Lastly, Robertson demanded that Canada boost its military spending to 2 percent of GDP in line with the commitment made by the NATO alliance in 2014. This would equate to a doubling of the current Canadian Defence Department budget to some $40 billion per year.

A major reason for the Canadian ruling elite’s enthusiasm for an even closer military partnership with US imperialism is its concern over the relative decline of Canada’s economic importance to its southern neighbour. At present, 76 percent of Canadian exports go to the United States, while Canada accounts for 19 percent of all US exports. But growth in Canada-US trade has been slowing for more than a decade and last November Canada was overtaken by China as the US’s largest trading partner. Mexico, whose trade volume with the United States has grown rapidly since the turn of the century, in large measure due to low-wage auto production, is also rapidly closing in on Canada.
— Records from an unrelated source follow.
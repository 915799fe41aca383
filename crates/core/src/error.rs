use crate::validation::rules::Rejection;

#[derive(Debug, thiserror::Error)]
pub enum CoreError {
    #[error("Validation failed: {0}")]
    Validation(#[from] Rejection),

    #[error("Invalid configuration: {0}")]
    Config(String),

    #[error("Malformed submission: {0}")]
    Parse(String),
}

impl From<serde_json::Error> for CoreError {
    fn from(err: serde_json::Error) -> Self {
        CoreError::Parse(err.to_string())
    }
}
Obama’s decision to cancel the Keystone XL pipeline project last year was a major blow to the Canadian bourgeoisie, particularly that section based around the oil and gas industry in Alberta and Saskatchewan. It has intensified the crisis facing western Canadian oil producers, which currently lack any means to transport their product to tidal water, meaning that much of it is sold at substantially below world market prices to US customers.

Several influential think tanks are calling on the Canadian government to press for a “continental energy and climate change strategy” with the dual aim of using the growing energy independence of North America to give the US and Canada greater geo-political leverage and developing green energy technology to give North American capitalism a competitive advantage.

The McDonald-Laurier Institute wrote in a paper on Canada-US relations, published to coincide with Trudeau’s visit, that energy independence is “worthwhile for both Canada and the US in the face of the geopolitical calculations behind production decisions in other energy-producing jurisdictions.” It went on to urge Trudeau to advocate strongly not only for the resurrection of the Keystone project, but an expansion of binational energy and electricity infrastructure.